Have you ever pondered the irony and foreshadowing God wrote into his story when he chose the shepherds to be the first to hear the good news of great joy?
“And in the same region there were shepherds out in the field, keeping watch over their flock by night.
And an angel of the Lord appeared to them, and the glory of the Lord shone around them, and they were filled with great fear.
And the angel said to them, “Fear not, for behold, I bring you good news of great joy that will be for all the people.
For unto you is born this day in the city of David a Savior, who is Christ the Lord.
And this will be a sign for you: you will find a baby wrapped in swaddling cloths and lying in a manger.”
To fully grasp the nuances of this passage, we 21st-century readers must don first-century glasses.
Despite the fact that some of Israel’s greatest leaders were shepherds (Jacob, Moses, David), both the Mishnah and the Talmud (the collections of Rabbinic law) teach us this: shepherding was a despised profession.
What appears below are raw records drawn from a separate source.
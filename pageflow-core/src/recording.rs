//! Recording collaborators.
//!
//! In-memory implementations of every host trait that append what they were
//! asked to do to a shared [`EventLog`]. Used by the test suites and by
//! `pageflowctl simulate` to replay gestures without a UI.

use pageflow_contracts::prelude::*;
use pageflow_model::{MediaRef, Page, PageId};
use serde::Serialize;
use std::cell::RefCell;
use std::collections::HashSet;
use std::path::PathBuf;
use std::rc::Rc;
use std::time::Duration;

/// One call made on a recording collaborator.
#[derive(Debug, Clone, PartialEq, Serialize)]
#[serde(rename_all = "snake_case")]
pub enum Event {
    Load(Option<PathBuf>),
    Play,
    Pause,
    Seek(Duration),
    Unload,
    ShowCover(PageId, bool),
    SetOffset(f32),
    Animate {
        ticket: u64,
        offset: f32,
        duration: Duration,
        easing: Easing,
    },
    IndicatorCount(usize),
    IndicatorJump(usize),
    IndicatorRatio(f32),
    WillScrollTo(usize),
    DidScrollTo(usize),
    PageDidScroll(f32),
    PageSelected(usize),
}

impl Event {
    /// Player commands, as opposed to view or observer traffic.
    pub fn is_player_command(&self) -> bool {
        matches!(
            self,
            Event::Load(_) | Event::Play | Event::Pause | Event::Seek(_) | Event::Unload
        )
    }
}

/// Shared, append-only event list. Cloning shares the same storage.
#[derive(Debug, Clone, Default)]
pub struct EventLog(Rc<RefCell<Vec<Event>>>);

impl EventLog {
    pub fn push(&self, event: Event) {
        self.0.borrow_mut().push(event);
    }

    pub fn snapshot(&self) -> Vec<Event> {
        self.0.borrow().clone()
    }

    /// Drain everything recorded so far.
    pub fn take(&self) -> Vec<Event> {
        std::mem::take(&mut *self.0.borrow_mut())
    }

    pub fn clear(&self) {
        self.0.borrow_mut().clear();
    }

    pub fn len(&self) -> usize {
        self.0.borrow().len()
    }

    pub fn is_empty(&self) -> bool {
        self.0.borrow().is_empty()
    }

    pub fn count(&self, predicate: impl Fn(&Event) -> bool) -> usize {
        self.0.borrow().iter().filter(|e| predicate(e)).count()
    }
}

/// Media backend that accepts everything except the sources it was told to
/// reject.
#[derive(Debug)]
pub struct RecordingBackend {
    log: EventLog,
    rejected: HashSet<Option<PathBuf>>,
}

impl RecordingBackend {
    pub fn new(log: EventLog) -> Self {
        Self {
            log,
            rejected: HashSet::new(),
        }
    }

    /// Make `load` fail for media with this source.
    pub fn failing_on(mut self, source: Option<PathBuf>) -> Self {
        self.rejected.insert(source);
        self
    }
}

impl MediaBackend for RecordingBackend {
    fn load(&mut self, media: &MediaRef) -> Result<(), MediaFailure> {
        self.log.push(Event::Load(media.source.clone()));
        if self.rejected.contains(&media.source) {
            return Err(MediaFailure::Unavailable(format!(
                "{:?} rejected",
                media.source
            )));
        }
        Ok(())
    }

    fn play(&mut self) -> Result<(), MediaFailure> {
        self.log.push(Event::Play);
        Ok(())
    }

    fn pause(&mut self) {
        self.log.push(Event::Pause);
    }

    fn seek(&mut self, to: Duration) -> Result<(), MediaFailure> {
        self.log.push(Event::Seek(to));
        Ok(())
    }

    fn unload(&mut self) {
        self.log.push(Event::Unload);
    }
}

#[derive(Debug)]
pub struct RecordingCovers {
    log: EventLog,
}

impl RecordingCovers {
    pub fn new(log: EventLog) -> Self {
        Self { log }
    }
}

impl CoverPresenter for RecordingCovers {
    fn show_cover(&mut self, page: PageId, visible: bool) {
        self.log.push(Event::ShowCover(page, visible));
    }
}

/// Scroll surface whose animations land instantly. The host (or test) still
/// has to report completion through the paging surface.
#[derive(Debug)]
pub struct RecordingScroll {
    log: EventLog,
    offset: f32,
    last_ticket: Option<AnimationTicket>,
}

impl RecordingScroll {
    pub fn new(log: EventLog) -> Self {
        Self {
            log,
            offset: 0.0,
            last_ticket: None,
        }
    }

    /// Ticket of the most recent `animate_to` call.
    pub fn last_ticket(&self) -> Option<AnimationTicket> {
        self.last_ticket
    }

    /// Move the offset as a finger would, without recording a command.
    pub fn drag_to(&mut self, offset: f32) {
        self.offset = offset;
    }
}

impl ScrollSurface for RecordingScroll {
    fn content_offset(&self) -> f32 {
        self.offset
    }

    fn set_content_offset(&mut self, offset: f32) {
        self.log.push(Event::SetOffset(offset));
        self.offset = offset;
    }

    fn animate_to(
        &mut self,
        ticket: AnimationTicket,
        offset: f32,
        duration: Duration,
        easing: Easing,
    ) {
        self.log.push(Event::Animate {
            ticket: ticket.0,
            offset,
            duration,
            easing,
        });
        self.offset = offset;
        self.last_ticket = Some(ticket);
    }
}

#[derive(Debug)]
pub struct RecordingIndicator {
    log: EventLog,
}

impl RecordingIndicator {
    pub fn new(log: EventLog) -> Self {
        Self { log }
    }
}

impl PageIndicator for RecordingIndicator {
    fn set_count(&mut self, count: usize) {
        self.log.push(Event::IndicatorCount(count));
    }

    fn jump_to(&mut self, index: usize) {
        self.log.push(Event::IndicatorJump(index));
    }

    fn update_continuous(&mut self, offset_ratio: f32) {
        self.log.push(Event::IndicatorRatio(offset_ratio));
    }
}

#[derive(Debug)]
pub struct RecordingObserver {
    log: EventLog,
}

impl RecordingObserver {
    pub fn new(log: EventLog) -> Self {
        Self { log }
    }
}

impl PagingObserver for RecordingObserver {
    fn will_scroll_to(&mut self, index: usize, _page: &Page) {
        self.log.push(Event::WillScrollTo(index));
    }

    fn did_scroll_to(&mut self, index: usize, _page: &Page) {
        self.log.push(Event::DidScrollTo(index));
    }

    fn page_did_scroll(&mut self, offset_ratio: f32) {
        self.log.push(Event::PageDidScroll(offset_ratio));
    }

    fn page_selected(&mut self, index: usize, _page: &Page) {
        self.log.push(Event::PageSelected(index));
    }
}
use std::path::PathBuf;
use std::time::Duration;

use anyhow::{Context, Result};
use clap::{Parser, Subcommand};
use pageflow_core::deck::{GestureMotion, PageDeck};
use pageflow_core::PagingConfig;
use pageflow_model::{MediaRef, Page};
use serde::Serialize;
use tracing_subscriber::{layer::SubscriberExt, util::SubscriberInitExt};

mod script;
mod simulate;

#[derive(Parser)]
#[command(
    name = "pageflowctl",
    about = "Inspect snap decisions and replay carousel gestures"
)]
struct Cli {
    /// Paging config (TOML); defaults apply to omitted keys
    #[arg(long, global = true)]
    config: Option<PathBuf>,
    /// Viewport width; page width is derived from it
    #[arg(long, global = true, default_value_t = 384.0)]
    viewport: f32,
    #[command(subcommand)]
    command: Command,
}

#[derive(Subcommand)]
enum Command {
    /// Compute where a released gesture settles
    Snap {
        /// Number of pages in the deck
        #[arg(long)]
        pages: usize,
        /// Focused page when the drag started
        #[arg(long, default_value_t = 0)]
        focus: usize,
        /// Content offset at release
        #[arg(long, allow_hyphen_values = true)]
        offset: f32,
        /// Release velocity in units/s
        #[arg(long, allow_hyphen_values = true, conflicts_with = "elapsed_ms")]
        velocity: Option<f32>,
        /// Drag duration, used when no velocity is given
        #[arg(long)]
        elapsed_ms: Option<u64>,
    },
    /// Replay a gesture script against a deck and print the event transcript
    Simulate {
        /// Deck file: {"pages": [...]}
        #[arg(long)]
        deck: PathBuf,
        /// Script file: {"steps": [...]}
        #[arg(long)]
        script: PathBuf,
        /// Frame interval for drags and animations
        #[arg(long, default_value_t = 16)]
        frame_ms: u64,
    },
}

#[derive(Serialize)]
struct SnapReport {
    focus: usize,
    index: usize,
    offset: f32,
    page_width: f32,
    delta: f32,
}

fn main() -> Result<()> {
    tracing_subscriber::registry()
        .with(
            tracing_subscriber::EnvFilter::try_from_default_env()
                .unwrap_or_else(|_| "warn".into()),
        )
        .with(tracing_subscriber::fmt::layer().with_writer(std::io::stderr))
        .init();

    let cli = Cli::parse();
    let config = match &cli.config {
        Some(path) => PagingConfig::load(path)
            .with_context(|| format!("loading config {}", path.display()))?,
        None => PagingConfig::default(),
    };

    match cli.command {
        Command::Snap {
            pages,
            focus,
            offset,
            velocity,
            elapsed_ms,
        } => {
            let motion = match (velocity, elapsed_ms) {
                (Some(v), _) => GestureMotion::Velocity(v),
                (None, Some(ms)) => GestureMotion::Elapsed(Duration::from_millis(ms)),
                (None, None) => GestureMotion::AT_REST,
            };
            let mut deck = PageDeck::from_config(cli.viewport, &config);
            deck.load(
                (0..pages)
                    .map(|i| Page::new(format!("page {i}"), MediaRef::default()))
                    .collect(),
            );
            let target = deck.compute_snap_target(offset, motion, focus)?;
            let report = SnapReport {
                focus,
                index: target.index,
                offset: target.offset,
                page_width: deck.geometry().page_width,
                delta: offset - deck.canonical_offset(focus),
            };
            println!("{}", serde_json::to_string_pretty(&report)?);
        }
        Command::Simulate {
            deck,
            script,
            frame_ms,
        } => {
            let pages = script::load_deck(&deck)?;
            let steps = script::load_script(&script)?;
            let mut sim = simulate::Simulation::new(
                pages,
                cli.viewport,
                config,
                Duration::from_millis(frame_ms),
            )?;

            println!("{}", serde_json::to_string(&sim.initial_report())?);
            for report in sim.run(&steps)? {
                println!("{}", serde_json::to_string(&report)?);
            }
        }
    }
    Ok(())
}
In the first century, you couldn’t get much lower than a shepherd. A Jewish commentary on Psalm 23:2 notes, “There is no more disreputable occupation than that of a shepherd.” (Source)
Those deemed worthless by society were the ones shown the glory of the Lord as the announcement was made and a praise and worship service broke out in the sky, while they were keeping watch over their flock out in the field.
The hills of Bethlehem had a long association with the grazing of sheep. Located just six miles outside of Jerusalem — home to the Temple — it was known for its rich agricultural lands on which flocks were allowed to graze after crops had been harvested. In his book, The Life and Times of Jesus the Messiah, Alfred Edersheim notes the flocks pastured outside of Bethlehem were destined for Temple sacrifices. (Source)
From this first century perspective, we now travel further back in time to get an even bigger view of what God was doing with his story, er history.
A millennium and a half before this night, God had rescued his people from Egyptian slavery. After nine plagues that only served to harden Pharaoh’s heart, the final deliverance from Egypt instituted the Passover. Each Israelite family followed God’s instructions to slaughter an unblemished male lamb and paint its blood on the wooden doorpost.
When the death angel passed through the land that night, the firstborn of every Egyptian family died. The Hebrew firstborn — safely behind the blood of the Passover lamb — lived.
The baby lying in the manger on Christmas night was destined to become the final Passover lamb. Three decades later, as Jesus began his ministry, John would look at him and declare, “Behold, the Lamb of God who takes away the sins of the world.”
That baby would grow up to live an unblemished life and call himself the good shepherd, noting that a good one lays down his life for his sheep.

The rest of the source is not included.